Called the West Kernow Way, the 150-mile route begins and ends in Penzance and is designed to be ridden over three to four days. It will take in many of the highlights of the western half of the Cornish peninsula, including the Botallack tin mines, the Bronze Age monument Mên-an-Tol, Land’s End, St Michael’s Mount and Lizard Point.
The charity has been working for over a year on developing the route, speaking with landowners while plotting and recce-ing a route using bridleways, byways and quiet stretches of country roads. The West Kernow Way aims to take adventurous cyclists on a route which will give them the best of Cornwall, while avoiding the most popular tracks and trails.
Sophie Gordon, Cycling UK’s campaigns officer behind the creation of the West Kernow Way, said: “With the West Kernow Way, Cycling UK wants to create an experience for the visiting cyclist. The landscape has so much to offer, from the natural beauty of Lizard Point to the wilds of the north coast, but we want to dive into the culture and history of Cornwall too.
“The benefit of cycling off-road along the West Kernow Way is that you will steer clear of the crowds, and be able to visit the sites and find the hidden gems of Cornwall, all without filling the lanes with another car. There’s no doubt about it, it will be a challenging ride – but that’s even more of an excuse to tuck into the excellent Cornish cuisine.”
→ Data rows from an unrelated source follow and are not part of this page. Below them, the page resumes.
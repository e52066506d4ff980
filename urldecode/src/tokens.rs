//! Splitting of an unescaped query into key/value windows.

use core::iter::FusedIterator;

/// Iterator over the `(key, value)` pairs of an unescaped query.
///
/// Pairs are separated by `&`; empty segments are skipped. A segment is
/// split on its first `=`, and a segment without one has an empty value.
/// Nothing is decoded here: the windows borrow the buffer they came from.
#[derive(Debug, Clone)]
pub struct Tokens<'a> {
    rest: &'a [u8],
}

impl<'a> Tokens<'a> {
    /// Creates an iterator over the pairs in `buf`.
    pub fn new(buf: &'a [u8]) -> Self {
        Self { rest: buf }
    }
}

impl<'a> Iterator for Tokens<'a> {
    type Item = (&'a [u8], &'a [u8]);

    fn next(&mut self) -> Option<Self::Item> {
        while !self.rest.is_empty() {
            let segment = match self.rest.iter().position(|&b| b == b'&') {
                Some(amp) => {
                    let segment = &self.rest[..amp];
                    self.rest = &self.rest[amp + 1..];
                    segment
                }
                None => core::mem::take(&mut self.rest),
            };
            if segment.is_empty() {
                continue;
            }
            return Some(match segment.iter().position(|&b| b == b'=') {
                Some(eq) => (&segment[..eq], &segment[eq + 1..]),
                None => (segment, &[][..]),
            });
        }
        None
    }
}

impl FusedIterator for Tokens<'_> {}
Conscious of the popularity Cornwall will have over the school holidays, Cycling UK intends to launch the route with a guidebook and website as the summer rush on the county draws to a close.
“Cornwall’s climate makes it attractive for cycle touring and bike-packing outside of the traditional peak summer months,” added Sophie Gordon.
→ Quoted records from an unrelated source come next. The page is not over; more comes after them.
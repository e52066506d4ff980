use std::sync::Arc;

use urldecode::{FieldCache, FieldTable, Shaped};

fn names(table: &FieldTable) -> Vec<&'static str> {
    table.wire_names().collect()
}

#[derive(Shaped, Default, Debug)]
struct Paging {
    pub page: u32,
    pub per_page: u32,
    pub sort: String,
}

#[derive(Shaped, Default, Debug)]
struct Listing {
    #[url(flatten)]
    pub paging: Paging,
    pub sort: bool,
    pub q: String,
}

#[urldecode_testhelpers::test]
fn shallower_field_wins() {
    let table = FieldTable::build(Listing::SHAPE).unwrap();
    assert_eq!(names(&table), ["sort", "q", "page", "per_page"]);
    assert_eq!(table.get("sort").unwrap().depth(), 1);
    assert_eq!(table.get("page").unwrap().depth(), 2);

    let listing: Listing = urldecode::from_str("page=3&per_page=50&sort=1&q=x").unwrap();
    assert_eq!(listing.paging.page, 3);
    assert_eq!(listing.paging.per_page, 50);
    assert!(listing.sort);
    assert_eq!(listing.paging.sort, "");
}

#[derive(Shaped, Default, Debug)]
struct Left {
    pub x: u8,
    pub only_left: u8,
}

#[derive(Shaped, Default, Debug)]
struct Right {
    pub x: u8,
    #[url(rename = "y")]
    pub tagged_y: u8,
}

#[derive(Shaped, Default, Debug)]
struct Other {
    pub y: u8,
}

#[derive(Shaped, Default, Debug)]
struct Both {
    #[url(flatten)]
    pub left: Left,
    #[url(flatten)]
    pub right: Right,
    #[url(flatten)]
    pub other: Other,
}

#[urldecode_testhelpers::test]
fn equal_depth_ties_are_dropped() {
    let table = FieldTable::build(Both::SHAPE).unwrap();
    // `x` is ambiguous, `y` goes to the renamed field
    assert_eq!(names(&table), ["only_left", "y"]);
    assert!(table.get("y").unwrap().tagged);

    let both: Both = urldecode::from_str("x=1&only_left=2&y=3").unwrap();
    assert_eq!(both.left.x, 0);
    assert_eq!(both.right.x, 0);
    assert_eq!(both.left.only_left, 2);
    assert_eq!(both.right.tagged_y, 3);
    assert_eq!(both.other.y, 0);
}

#[derive(Shaped, Default, Debug)]
struct TwoTags {
    #[url(rename = "id")]
    pub a: u8,
    #[serde(rename = "id")]
    pub b: u8,
}

#[urldecode_testhelpers::test]
fn two_tagged_fields_cancel_out() {
    let table = FieldTable::build(TwoTags::SHAPE).unwrap();
    assert!(table.get("id").is_none());
}

#[derive(Shaped, Default, Debug)]
struct DeepTag {
    #[url(rename = "x")]
    pub tagged_x: u8,
}

#[derive(Shaped, Default, Debug)]
struct ShallowPlain {
    pub x: u8,
    #[url(flatten)]
    pub deep: DeepTag,
}

#[urldecode_testhelpers::test]
fn shallower_plain_field_beats_deeper_tagged_one() {
    let table = FieldTable::build(ShallowPlain::SHAPE).unwrap();
    assert_eq!(names(&table), ["x"]);
    let entry = table.get("x").unwrap();
    assert_eq!(entry.depth(), 1);
    assert!(!entry.tagged);

    let value: ShallowPlain = urldecode::from_str("x=5").unwrap();
    assert_eq!(value.x, 5);
    assert_eq!(value.deep.tagged_x, 0);
}

#[derive(Shaped, Default, Debug)]
struct LateTag {
    pub x: u8,
    #[serde(rename = "x")]
    pub other: u8,
}

#[urldecode_testhelpers::test]
fn tagged_field_wins_even_when_declared_last() {
    let table = FieldTable::build(LateTag::SHAPE).unwrap();
    assert_eq!(names(&table), ["x"]);
    let entry = table.get("x").unwrap();
    assert!(entry.tagged);
    assert_eq!(entry.field().name, "other");

    let value: LateTag = urldecode::from_str("x=4").unwrap();
    assert_eq!(value.other, 4);
    assert_eq!(value.x, 0);
}

#[derive(Shaped, Default, Debug)]
struct Named {
    #[url(rename = "paging")]
    #[url(flatten)]
    pub paging: Paging,
}

#[urldecode_testhelpers::test]
fn renamed_flatten_field_is_not_promoted() {
    let table = FieldTable::build(Named::SHAPE).unwrap();
    assert_eq!(names(&table), ["paging"]);
}

#[derive(Shaped, Default, Debug)]
struct Node {
    pub value: u32,
    #[url(flatten)]
    pub next: Option<Box<Node>>,
}

#[urldecode_testhelpers::test]
fn self_referential_flatten_terminates() {
    let table = FieldTable::build(Node::SHAPE).unwrap();
    assert_eq!(names(&table), ["value"]);

    let node: Node = urldecode::from_str("value=9").unwrap();
    assert_eq!(node.value, 9);
    assert!(node.next.is_none());
}

#[derive(Shaped, Default, Debug)]
struct Inner {
    pub deep: u32,
}

#[derive(Shaped, Default, Debug)]
struct Middle {
    #[url(flatten)]
    pub inner: Option<Box<Inner>>,
}

#[derive(Shaped, Default, Debug)]
struct Outer {
    #[serde(flatten)]
    pub middle: Option<Middle>,
    pub shallow: u32,
}

#[urldecode_testhelpers::test]
fn indirections_are_allocated_on_the_way() {
    let outer: Outer = urldecode::from_str("shallow=1").unwrap();
    assert!(outer.middle.is_none());

    let outer: Outer = urldecode::from_str("deep=7").unwrap();
    let deep = outer.middle.as_ref().and_then(|m| m.inner.as_ref()).map(|i| i.deep);
    assert_eq!(deep, Some(7));

    let table = FieldTable::build(Outer::SHAPE).unwrap();
    assert_eq!(table.get("deep").unwrap().depth(), 3);
}

mod hidden {
    use urldecode::Shaped;

    #[derive(Shaped, Default, Debug)]
    pub struct Embedded {
        pub visible: u32,
    }

    #[derive(Shaped, Default, Debug)]
    pub struct WithPrivate {
        pub public: u32,
        secret: u32,
        #[url(flatten)]
        embedded: Embedded,
        pub(crate) crate_visible: u32,
        pub(super) parent_visible: u32,
    }

    impl WithPrivate {
        pub fn secret(&self) -> u32 {
            self.secret
        }

        pub fn embedded(&self) -> &Embedded {
            &self.embedded
        }
    }
}

#[urldecode_testhelpers::test]
fn private_fields_are_not_addressable() {
    let table = FieldTable::build(hidden::WithPrivate::SHAPE).unwrap();
    // any `pub`, restricted or not, makes a field addressable
    assert_eq!(
        names(&table),
        ["public", "crate_visible", "parent_visible", "visible"]
    );

    let value: hidden::WithPrivate = urldecode::from_str(
        "public=1&secret=2&visible=3&crate_visible=4&parent_visible=5",
    )
    .unwrap();
    assert_eq!(value.public, 1);
    assert_eq!(value.secret(), 0);
    assert_eq!(value.embedded().visible, 3);
    assert_eq!(value.crate_visible, 4);
    assert_eq!(value.parent_visible, 5);
}

#[derive(Shaped, Default, Debug)]
struct Shared {
    pub n: u8,
}

#[derive(Shaped, Default, Debug)]
struct Twice {
    #[url(flatten)]
    pub first: Shared,
    #[url(flatten)]
    pub second: Shared,
}

#[urldecode_testhelpers::test]
fn struct_reached_twice_at_one_depth_is_promoted_once() {
    let twice: Twice = urldecode::from_str("n=5").unwrap();
    assert_eq!(twice.first.n, 5);
    assert_eq!(twice.second.n, 0);
}

#[urldecode_testhelpers::test]
fn cache_hands_out_one_table_per_type() {
    let cache = FieldCache::new();
    let a = cache.table_for(Listing::SHAPE).unwrap();
    let b = cache.table_for(Listing::SHAPE).unwrap();
    let c = cache.table_for(Both::SHAPE).unwrap();
    assert!(Arc::ptr_eq(&a, &b));
    assert!(!Arc::ptr_eq(&a, &c));
    assert_eq!(cache.len(), 2);
}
“Cycling UK’s intention with our new route is to give people a reason to visit the county when it’s less busy. Not only is that a good opportunity to avoid the crowds and limit risk of infection, but it can also help encourage a more sustainable tourism programme which is year-round rather than concentrated in one peak period.”
Cycle tourism spending from cyclists in the UK generates £520m per year. There are 1.23 million overnight trips each year, benefiting small businesses in particular, and these contribute £433m to the economy. Cycling UK as one of 14 partners on the EU funded EXPERIENCE pilot project is working to deliver sustainable new off-season tourism experiences in six pilot regions in England and France, which includes Cornwall, Norfolk and Kent.
Over the next two years Cycling UK intends to launch routes in Norfolk and Kent. The charity is already working with the hospitality and accommodation sectors in these three counties to provide businesses with free equipment and advice as part of its Cycle Friendly Places initiative.
These new routes sit within Cycling UK’s wider goal to see the creation of a network of long-distance off-road routes across the length and breadth of Great Britain, taking in its amazing places and wild landscapes. The three new trails will complement England’s 15 national trails, of which only two of them are cyclable from end to end: the Pennine Bridleway and the South Downs Way.
The West Kernow Way is the fourth long distance off-road cycling route Cycling UK has launched since its riders’ route for the North Downs Way was unveiled in 2018.
In 2019, the charity launched the 800-mile Great North Trail which starts in the Peak District and finishes at either Cape Wrath or John o’ Groats. This was followed by King Alfred’s Way in 2020, a 220-mile loop route from Winchester that travels through 10,000 years’ worth of history in the south of England and ancient Saxon kingdom of Wessex.